Owing to its bracing climate, its abundant opportunities for recreations, and its accessibility, Ballarat as a city is an ideal place for educational purposed, and is yearly becoming more and more appreciated throughout the State. The chairman of one of Ballarat's biggests industries claims that the workman can do twice the day's work here that he can do in Melbourne. He was a little enthusiastic over it, perhaps, but it is a well-known fact that the healthy and invigorating Ballarat climate is conducive to both physical and mental activity, and the records of the School provide ample proof of it.


One of the most interesting and successful branches of the School of Mines and Industries - if the name be enlarged with the enlargement of its scope - is the Technical Art School. "The City of Statues" has from its earliest days been a stronghold of art. Art schools have flourished here, and in 1905 the Education Department came to the conclusion that the best thing to do with them was to place them under the management of the School of Mines Council. A magnificent new Technical Art School was built at a cost of some 12,000 pounds on the site of the old Supreme Court building, and was formally opened on the 23rd July, 1915. The results have not only been justified but surpassed all anticipations. The most comprehensive list of subjects is taught, and this list is constantly added to. Students have flocked to the art School, which may be said to occupy a unique position in Australia, and its record of success is really astonishing. Its students supply art teachers for the newer schools that are being built, and many occupy leading positions in important business houses. So well is its reputation known that orders are constantly being received, not only from Victoria, but from other States, for honor boards and challenge shields to be designed and made.

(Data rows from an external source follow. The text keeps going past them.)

use crate::time::TimePoint;
use serde::{Deserialize, Serialize};
use std::collections::HashMap;
use std::fmt;
use std::str::FromStr;
use tabled::Tabled;

/// One row as produced by the spreadsheet export. Every field is kept as
/// text; typing happens in the normalizer.
#[derive(Debug, Default, Deserialize)]
pub struct RawRow {
    #[serde(rename = "企业名称", default)]
    pub entity_name: Option<String>,
    #[serde(rename = "省份", default)]
    pub region: Option<String>,
    #[serde(rename = "指标名称", default)]
    pub indicator_name: Option<String>,
    #[serde(rename = "指标序号", default)]
    pub indicator_number: Option<String>,
    #[serde(rename = "所属章节", default)]
    pub chapter: Option<String>,
    #[serde(rename = "单位", default)]
    pub unit: Option<String>,
    #[serde(rename = "年份", default)]
    pub year: Option<String>,
    #[serde(rename = "季度", default)]
    pub quarter: Option<String>,
    #[serde(rename = "数值", default)]
    pub value: Option<String>,
}

#[derive(Debug, Clone, PartialEq, Serialize)]
pub struct Observation {
    pub entity_name: String,
    pub indicator_name: String,
    pub indicator_number: String,
    pub chapter: String,
    pub unit: Option<String>,
    pub year: i32,
    pub quarter: u8,
    pub value: f64,
    pub region: Option<String>,
}

impl Observation {
    pub fn time_point(&self) -> TimePoint {
        TimePoint { year: self.year, quarter: self.quarter }
    }

    /// Display label that disambiguates indicators sharing a name.
    pub fn display_label(&self) -> String {
        crate::util::indicator_display_label(&self.indicator_name, &self.indicator_number)
    }

    /// Name used when matching region-level rules.
    pub fn region_key(&self) -> &str {
        self.region.as_deref().unwrap_or(&self.entity_name)
    }
}

#[derive(Debug, Clone, Copy, PartialEq, Eq, Hash, Serialize, Deserialize)]
#[serde(rename_all = "lowercase")]
pub enum DatasetId {
    Central,
    Provincial,
}

impl DatasetId {
    pub const ALL: [DatasetId; 2] = [DatasetId::Central, DatasetId::Provincial];

    pub fn as_str(&self) -> &'static str {
        match self {
            DatasetId::Central => "central",
            DatasetId::Provincial => "provincial",
        }
    }

    /// Column header used for the entity in previews.
    pub fn entity_header(&self) -> &'static str {
        match self {
            DatasetId::Central => "企业名称",
            DatasetId::Provincial => "省份",
        }
    }
}

impl fmt::Display for DatasetId {
    fn fmt(&self, f: &mut fmt::Formatter<'_>) -> fmt::Result {
        f.write_str(self.as_str())
    }
}

impl FromStr for DatasetId {
    type Err = crate::error::DashboardError;

    fn from_str(s: &str) -> Result<Self, Self::Err> {
        match s.trim().to_lowercase().as_str() {
            "central" | "中央" => Ok(DatasetId::Central),
            "provincial" | "地方" => Ok(DatasetId::Provincial),
            other => Err(crate::error::DashboardError::UnknownDataset(other.to_string())),
        }
    }
}

#[derive(Debug, Clone, PartialEq, Serialize)]
pub struct RankedEntity {
    pub entity_name: String,
    pub value: f64,
    pub color_id: usize,
}

/// Top-N entities at one time point, highest value first.
#[derive(Debug, Clone, PartialEq, Serialize)]
pub struct RankedEntitySet {
    pub time_point: TimePoint,
    pub entries: Vec<RankedEntity>,
}

impl RankedEntitySet {
    pub fn empty(time_point: TimePoint) -> Self {
        RankedEntitySet { time_point, entries: Vec::new() }
    }

    pub fn is_empty(&self) -> bool {
        self.entries.is_empty()
    }

    pub fn len(&self) -> usize {
        self.entries.len()
    }

    pub fn entity_names(&self) -> Vec<&str> {
        self.entries.iter().map(|e| e.entity_name.as_str()).collect()
    }

    pub fn contains(&self, entity: &str) -> bool {
        self.entries.iter().any(|e| e.entity_name == entity)
    }

    pub fn color_map(&self) -> HashMap<String, usize> {
        self.entries
            .iter()
            .map(|e| (e.entity_name.clone(), e.color_id))
            .collect()
    }

    /// Entries lowest value first, the order horizontal bar charts use.
    pub fn display_ascending(&self) -> impl Iterator<Item = &RankedEntity> {
        self.entries.iter().rev()
    }
}

#[derive(Debug, Clone, PartialEq, Serialize)]
pub struct TrendPoint {
    pub time_label: String,
    pub year: i32,
    pub quarter: u8,
    pub value: f64,
}

#[derive(Debug, Clone, PartialEq, Serialize)]
pub struct EntityTrend {
    pub entity_name: String,
    pub color_id: usize,
    pub points: Vec<TrendPoint>,
}

/// Per-entity series in ranked order, sharing the ranked set's colors.
#[derive(Debug, Clone, Default, PartialEq, Serialize)]
pub struct TrendSeries {
    pub series: Vec<EntityTrend>,
}

impl TrendSeries {
    pub fn is_empty(&self) -> bool {
        self.series.is_empty()
    }

    pub fn get(&self, entity: &str) -> Option<&EntityTrend> {
        self.series.iter().find(|s| s.entity_name == entity)
    }

    pub fn color_map(&self) -> HashMap<String, usize> {
        self.series
            .iter()
            .map(|s| (s.entity_name.clone(), s.color_id))
            .collect()
    }
}

#[derive(Debug, Serialize, Tabled, Clone)]
pub struct RankingRow {
    #[serde(rename = "Rank")]
    #[tabled(rename = "Rank")]
    pub rank: usize,
    #[serde(rename = "Entity")]
    #[tabled(rename = "Entity")]
    pub entity: String,
    #[serde(rename = "Value")]
    #[tabled(rename = "Value")]
    pub value: String,
    #[serde(rename = "Color")]
    #[tabled(rename = "Color")]
    pub color: String,
}

#[derive(Debug, Serialize, Tabled, Clone)]
pub struct TrendRow {
    #[serde(rename = "Entity")]
    #[tabled(rename = "Entity")]
    pub entity: String,
    #[serde(rename = "Time")]
    #[tabled(rename = "Time")]
    pub time: String,
    #[serde(rename = "Value")]
    #[tabled(rename = "Value")]
    pub value: String,
    #[serde(rename = "Color")]
    #[tabled(rename = "Color")]
    pub color: String,
}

The most recent addition to the School of Mines and Industries is the Junior Technical School, for which a new building is now being erected on a portion of the gaol site, transferred to the School of Mines Council by the Government. At the present moment temporary quarters are being occupied. Some students after passing through the Junior School go straight to employment, continuing perhaps to attend the evening trade classes, while others move on to the senior School.


In a review of the work of the School of Mines mention must be made of a series of industrial research carried out under supervision of the Principal. One in particular, regarding the suitability of the local ores for the manufacture of pigments attracted much attention, while the experimetns on the manufacture of white pottery from Victorian clays were considered of sufficient importance by the Federal Advisory Council of Science and Industry to warrant the appointment of a special investigator. The results of these have been most encouraging, and may have far-reaching consequences.

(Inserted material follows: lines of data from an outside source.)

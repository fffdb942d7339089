//! Indicator selection: the exact-match filter plus the option lists a
//! front end needs to build its selectors.

use crate::types::Observation;
use crate::util::resolve_display_label;
use std::collections::BTreeSet;

/// Observations of one indicator, optionally restricted to one chapter.
/// Both comparisons are exact string equality.
pub fn filter_indicator(
    data: &[Observation],
    indicator_name: &str,
    chapter: Option<&str>,
) -> Vec<Observation> {
    data.iter()
        .filter(|o| chapter.map_or(true, |c| o.chapter == c))
        .filter(|o| o.indicator_name == indicator_name)
        .cloned()
        .collect()
}

/// Same as [`filter_indicator`] but takes a display label.
pub fn filter_by_label(data: &[Observation], label: &str, chapter: Option<&str>) -> Vec<Observation> {
    filter_indicator(data, resolve_display_label(label), chapter)
}

pub fn filter_chapter(data: &[Observation], chapter: &str) -> Vec<Observation> {
    data.iter().filter(|o| o.chapter == chapter).cloned().collect()
}

/// Chapter of the first row carrying the display label `label`. Used when an
/// indicator is picked across all chapters.
pub fn chapter_of(data: &[Observation], label: &str) -> Option<String> {
    data.iter()
        .find(|o| o.display_label() == label)
        .map(|o| o.chapter.clone())
}

/// Distinct chapters, sorted.
pub fn chapters(data: &[Observation]) -> Vec<String> {
    data.iter()
        .map(|o| o.chapter.clone())
        .collect::<BTreeSet<_>>()
        .into_iter()
        .collect()
}

/// Sorted, distinct indicator display labels.
pub fn indicator_options(data: &[Observation]) -> Vec<String> {
    data.iter()
        .map(Observation::display_label)
        .collect::<BTreeSet<_>>()
        .into_iter()
        .collect()
}

/// Case-insensitive substring narrowing of a selector list. An empty term
/// returns everything.
pub fn search_options(options: &[String], term: &str) -> Vec<String> {
    let term = term.trim().to_lowercase();
    if term.is_empty() {
        return options.to_vec();
    }
    options
        .iter()
        .filter(|opt| opt.to_lowercase().contains(&term))
        .cloned()
        .collect()
}

/// Position of `preferred` in `options`, or 0 when it is absent.
pub fn default_index(options: &[String], preferred: Option<&str>) -> usize {
    preferred
        .and_then(|p| options.iter().position(|o| o == p))
        .unwrap_or(0)
}

/// Years present, newest first.
pub fn year_options(data: &[Observation]) -> Vec<i32> {
    let years: BTreeSet<i32> = data.iter().map(|o| o.year).collect();
    years.into_iter().rev().collect()
}

/// Quarters present, ascending.
pub fn quarter_options(data: &[Observation]) -> Vec<u8> {
    let quarters: BTreeSet<u8> = data.iter().map(|o| o.quarter).collect();
    quarters.into_iter().collect()
}

/// First non-empty unit among the rows.
pub fn unit_for(rows: &[Observation]) -> Option<String> {
    rows.iter().find_map(|o| o.unit.clone())
}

The vocational training of returned soldiers also should not be overlooked. The work was taken in hand from the first, before the Repatriation Department gave assistance, and now with the help of the department of the School has become one of the largest vocational training centres in Victoria outside of Melbourne. The soldiers, trained in a variety of occupations, have made remarkable progress, and already considerable numbers have found employment in local workshops and factories.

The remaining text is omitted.